I’m Thinking the Tumor is Gone. I Feel Great.

The brain tumor has been isolated by my thoughts alone.

I swore an oath to never rest until my enemies paid the price.

Dying at this age would be resting, would it not?

There will be no rest. There will be no rest.

There will be the ultimate revenge quest.

There will be ultra-doom.

There will be a reckoning.

There will be rivers of blood.

There will be peace and order and there will be a rehabilitation of Adolf Hitler.

We will give them blood to drink.

We will feed them their own flesh.

We are soldiers, dear brothers.

Born for war.

Born for death, glorious.

Death, fantastic.

Death, incredible.

Masterful death.

A tumor?

I’m thinking no.

I’m thinking “no.”

I’m thinking they will drink blood and eat their own flesh.
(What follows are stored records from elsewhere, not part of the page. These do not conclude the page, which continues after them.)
//! Global constants for permaudit
//!
//! Centralized location for application-wide constants

/// Application name, used for the config directory and log prefixes
pub const APP_NAME: &str = "permaudit";

/// Config file name inside the per-user config directory
pub const CONFIG_FILE_NAME: &str = "config.toml";

/// Default number of tooltip entries annotated per chunk
pub const DEFAULT_CHUNK_SIZE: usize = 300;

/// Write a numbered backup snapshot every N chunks (and always after the last)
pub const DEFAULT_BACKUP_INTERVAL: usize = 5;

/// Default tooltip max width in pixels
pub const DEFAULT_TOOLTIP_MAX_WIDTH: u32 = 400;

/// Bounds for the tooltip max width
pub const TOOLTIP_MAX_WIDTH_MIN: u32 = 150;
pub const TOOLTIP_MAX_WIDTH_MAX: u32 = 1200;

/// Documents below this size (bytes, before a chunk) use the small growth ratio
pub const SMALL_DOCUMENT_BYTES: usize = 500 * 1024;

/// Documents above this size (bytes, before a chunk) use the large growth ratio
pub const LARGE_DOCUMENT_BYTES: usize = 2 * 1024 * 1024;

/// Maximum growth ratio per chunk for small, medium and large documents
pub const SMALL_DOCUMENT_GROWTH_RATIO: f64 = 5.0;
pub const MEDIUM_DOCUMENT_GROWTH_RATIO: f64 = 3.0;
pub const LARGE_DOCUMENT_GROWTH_RATIO: f64 = 2.0;

/// Default report title
pub const DEFAULT_REPORT_TITLE: &str = "vSphere Permissions Audit";

/// CSS class of the annotation wrapper span
pub const TOOLTIP_CLASS: &str = "perm-tooltip";

/// CSS class of the hidden tooltip body inside the wrapper span
pub const TOOLTIP_TEXT_CLASS: &str = "perm-tooltip-text";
I’m thinking I will stand triumphant.

I’m thinking the tumor is gone.

I’m thinking they can crucify me upside down.

I’m thinking I don’t deserve to die as Saint Peter just as Saint Peter didn’t deserve to die as Christ, and I’m thinking they can crucify me at a 45 degree angle.

I’m thinking that the maggots that grow on my corpse will chew my enemies’ ankles.

I’m thinking: no surrender.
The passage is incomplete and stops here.